I understand that data is passed to Google’s servers, ostensibly so that it can make the word identification and contextual understanding more accurate, but why is it then saved for every user? Why would I ever want this?

When I first found out each recording was being stored, I was surprised, but once the initial wave of minor outrage faded, I was left wondering why it bothered me at all.

I seemingly have no qualms with using Google Search and feeding the company data that way, or using Maps and letting it track my location at any given moment, so why should having a copy of my own voice searches bother me?

Ultimately, all I can settle on is the ‘creepy’ factor.

Google can already connect all the dots in my life through its services (that I willingly use, despite knowing this) but now it knows what I sound like too. There are people on the periphery of my life who don’t even know that.

Before I found this out, I was increasingly using voice commands on mobile and desktop, but since finding the trove of exceptionally dull voice recordings, I’ve only used it once in three weeks.

Amazon’s Echo does the same thing, for the record, but you can delete all the recordings too. You can delete them from your Google history too, or change the setting altogether so that they’re not stored from that point onwards.

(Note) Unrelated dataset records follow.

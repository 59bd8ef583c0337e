//! Render-ready view of a room's board

use crate::models::{GameSession, GameStatus, TILE_COUNT};

/// One square of the board
#[derive(Debug, Clone, PartialEq, Eq)]
pub struct TileView {
    pub number: u8,
    /// Names of the players standing here, in turn order
    pub occupants: Vec<String>,
    /// Only ever true once the game is won
    pub is_hidden: bool,
}

/// Everything the game surface shows
#[derive(Debug, Clone, PartialEq, Eq)]
pub struct BoardView {
    pub tiles: Vec<TileView>,
    pub started: bool,
    /// Players in the room roster, not the session
    pub player_count: usize,
    pub turn_name: Option<String>,
    pub winner: Option<String>,
}

impl BoardView {
    pub fn build(roster_len: usize, session: Option<&GameSession>) -> Self {
        let status = GameStatus::of(session);
        let winner = match &status {
            GameStatus::Won { name, .. } => Some(name.clone()),
            _ => None,
        };
        let revealed = session.filter(|_| winner.is_some()).map(|s| s.hidden_tile);

        let tiles = (1..=TILE_COUNT)
            .map(|number| TileView {
                number,
                occupants: session
                    .map(|s| s.occupants(number).map(|p| p.name.clone()).collect())
                    .unwrap_or_default(),
                is_hidden: revealed == Some(number),
            })
            .collect();

        let turn_name = match &status {
            GameStatus::InProgress => session
                .and_then(GameSession::current_player)
                .map(|p| p.name.clone()),
            _ => None,
        };

        Self {
            tiles,
            started: status.is_started(),
            player_count: roster_len,
            turn_name,
            winner,
        }
    }

    pub fn tile(&self, number: u8) -> Option<&TileView> {
        self.tiles.iter().find(|t| t.number == number)
    }
}
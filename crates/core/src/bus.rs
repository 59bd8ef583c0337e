//! Change notification bus
//!
//! One bus per context (tab). Backends deliver native notifications for
//! writes made by *other* contexts; a writer raises a synthetic notification
//! for its own context with [`ChangeBus::notify`], since native ones never
//! reach the writer. Delivery is fire-and-forget: no sequencing, no
//! acknowledgement, and a listener that was not subscribed at write time
//! simply reads the latest value when it next mounts.

use std::sync::{Arc, Mutex, PoisonError, Weak};

use tracing::debug;

use crate::models::RoomId;
use crate::storage::{RecordKey, RecordKind};

/// Where a notification came from
#[derive(Debug, Clone, Copy, PartialEq, Eq)]
pub enum Origin {
    /// Raised by the storage for a write in another context
    Native,
    /// Raised by the writer for its own context
    Synthetic,
}

/// A keyed record changed
#[derive(Debug, Clone, PartialEq, Eq)]
pub struct Notification {
    pub key: String,
    pub origin: Origin,
}

impl Notification {
    pub fn native(key: impl Into<String>) -> Self {
        Self {
            key: key.into(),
            origin: Origin::Native,
        }
    }

    pub fn synthetic(room: &RoomId, kind: RecordKind) -> Self {
        Self {
            key: RecordKey::new(room, kind).storage_key(),
            origin: Origin::Synthetic,
        }
    }

    /// The room record this key names, if any
    pub fn record(&self) -> Option<RecordKey> {
        RecordKey::parse(&self.key)
    }

    /// Does this notification concern `kind` of `room`?
    pub fn is_for(&self, room: &RoomId, kind: RecordKind) -> bool {
        self.key == RecordKey::new(room, kind).storage_key()
    }
}

type Listener = Arc<dyn Fn(&Notification) + Send + Sync>;

#[derive(Default)]
struct BusInner {
    next_id: u64,
    listeners: Vec<(u64, Listener)>,
}

/// Per-context listener registry
#[derive(Clone, Default)]
pub struct ChangeBus {
    inner: Arc<Mutex<BusInner>>,
}

impl ChangeBus {
    pub fn new() -> Self {
        Self::default()
    }

    /// Register a listener for every notification reaching this context
    pub fn subscribe<F>(&self, listener: F) -> Subscription
    where
        F: Fn(&Notification) + Send + Sync + 'static,
    {
        let mut inner = self.inner.lock().unwrap_or_else(PoisonError::into_inner);
        inner.next_id += 1;
        let id = inner.next_id;
        inner.listeners.push((id, Arc::new(listener)));
        Subscription {
            bus: Arc::downgrade(&self.inner),
            id,
        }
    }

    /// Raise a synthetic notification for this context after a local write
    pub fn notify(&self, kind: RecordKind, room: &RoomId) {
        self.deliver(&Notification::synthetic(room, kind));
    }

    /// Hand a notification to every live listener.
    ///
    /// The listener list is snapshotted first, so listeners may subscribe,
    /// unsubscribe or write to the store while being called.
    pub fn deliver(&self, notification: &Notification) {
        let listeners: Vec<Listener> = {
            let inner = self.inner.lock().unwrap_or_else(PoisonError::into_inner);
            inner.listeners.iter().map(|(_, l)| Arc::clone(l)).collect()
        };
        debug!(
            key = %notification.key,
            origin = ?notification.origin,
            listeners = listeners.len(),
            "Delivering change notification"
        );
        for listener in listeners {
            listener(notification);
        }
    }

    pub fn listener_count(&self) -> usize {
        self.inner
            .lock()
            .unwrap_or_else(PoisonError::into_inner)
            .listeners
            .len()
    }

    /// A handle that does not keep the bus alive
    pub fn downgrade(&self) -> WeakBus {
        WeakBus {
            inner: Arc::downgrade(&self.inner),
        }
    }
}

impl std::fmt::Debug for ChangeBus {
    fn fmt(&self, f: &mut std::fmt::Formatter<'_>) -> std::fmt::Result {
        f.debug_struct("ChangeBus")
            .field("listeners", &self.listener_count())
            .finish()
    }
}

/// Non-owning reference to a context's bus, held by shared storage
#[derive(Clone)]
pub struct WeakBus {
    inner: Weak<Mutex<BusInner>>,
}

impl WeakBus {
    pub fn upgrade(&self) -> Option<ChangeBus> {
        self.inner.upgrade().map(|inner| ChangeBus { inner })
    }
}

/// Keeps a listener registered; dropping it unsubscribes
#[must_use = "dropping a Subscription unsubscribes immediately"]
pub struct Subscription {
    bus: Weak<Mutex<BusInner>>,
    id: u64,
}

impl Subscription {
    /// Unsubscribe now
    pub fn cancel(self) {}
}

impl Drop for Subscription {
    fn drop(&mut self) {
        if let Some(inner) = self.bus.upgrade() {
            let mut inner = inner.lock().unwrap_or_else(PoisonError::into_inner);
            inner.listeners.retain(|(id, _)| *id != self.id);
        }
    }
}
//! Tilehunt - hidden tile board game for tabs sharing a local store
//!
//! Each running terminal is one tab. Tabs on the same machine share the
//! SQLite store and see each other's rooms through its change log.

use std::io::BufRead;
use std::sync::mpsc::{self, Receiver, RecvTimeoutError};
use std::thread;
use std::time::Duration;

use tilehunt_core::{ChangeBus, ClientId, Config, SqliteBackend, StoragePoller, Tab};
use tracing_subscriber::{layer::SubscriberExt, util::SubscriberInitExt};

mod clipboard;
mod commands;
mod render;
mod shell;

use commands::{Command, HELP};
use shell::Shell;

/// How long to wait for input before checking the store for changes
const POLL_INTERVAL: Duration = Duration::from_millis(250);

fn main() {
    // Initialize logging
    tracing_subscriber::registry()
        .with(tracing_subscriber::fmt::layer().with_writer(std::io::stderr))
        .with(tracing_subscriber::EnvFilter::from_default_env())
        .init();

    tracing::info!("Starting Tilehunt");

    let config = match Config::load_default() {
        Ok(config) => config,
        Err(e) => {
            tracing::error!("Failed to load configuration: {}", e);
            std::process::exit(1);
        }
    };

    let backend = match open_store(&config) {
        Ok(backend) => backend,
        Err(e) => {
            tracing::error!("Failed to open local storage: {}", e);
            std::process::exit(1);
        }
    };

    let bus = ChangeBus::new();
    let mut poller = StoragePoller::new(backend.clone(), bus.clone());
    let tab = Tab::new(ClientId::generate(), backend, bus);
    tracing::info!(client_id = %tab.client_id(), "Tab ready");

    let mut shell = Shell::new(
        &tab,
        config.room.capacity,
        config.app.origin.clone(),
        clipboard::copy_to_clipboard,
    );
    let input = spawn_stdin_reader();
    println!("{HELP}");

    loop {
        match input.recv_timeout(POLL_INTERVAL) {
            Ok(line) => match Command::parse(&line) {
                Ok(Some(Command::Quit)) => break,
                Ok(Some(command)) => print_lines(&shell.execute(command)),
                Ok(None) => {}
                Err(e) => println!("{e}"),
            },
            Err(RecvTimeoutError::Timeout) => {}
            Err(RecvTimeoutError::Disconnected) => break,
        }

        if poller.poll() > 0 {
            print_lines(&shell.refresh());
        }
    }

    // leaves the current room
    shell.execute(Command::Quit);
    tracing::info!("Tilehunt stopped");
}

fn open_store(config: &Config) -> tilehunt_core::Result<SqliteBackend> {
    let path = config.database_path()?;
    if let Some(parent) = path.parent() {
        std::fs::create_dir_all(parent)?;
    }
    SqliteBackend::open(&path)
}

/// Feed stdin lines to the main loop so it can poll between them
fn spawn_stdin_reader() -> Receiver<String> {
    let (tx, rx) = mpsc::channel();
    thread::spawn(move || {
        for line in std::io::stdin().lock().lines() {
            let Ok(line) = line else {
                break;
            };
            if tx.send(line).is_err() {
                break;
            }
        }
    });
    rx
}

fn print_lines(lines: &[String]) {
    for line in lines {
        println!("{line}");
    }
}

That fixes everything, right!? Not so much. If you do use this option to pause your Voice Activity data in your Google account, you get a pop-up that reads :

Note that this setting does not affect storage of information by Google products (like Voice) that can be used to store your audio or voice inputs. Google may also continue to collect and store audio data in an anonymised way.

Remember, pausing this setting doesn’t delete any previous activity, but you can view, edit and delete your private Voice & Audio Activity data anytime.

Much as I like the convenience of voice control, the lack of clarity about when and where voice recordings are stored or transmitted to cloud storage has really put me off.

Sometimes, no matter how useful a new product is, you just can’t get over ‘the creepy factor.’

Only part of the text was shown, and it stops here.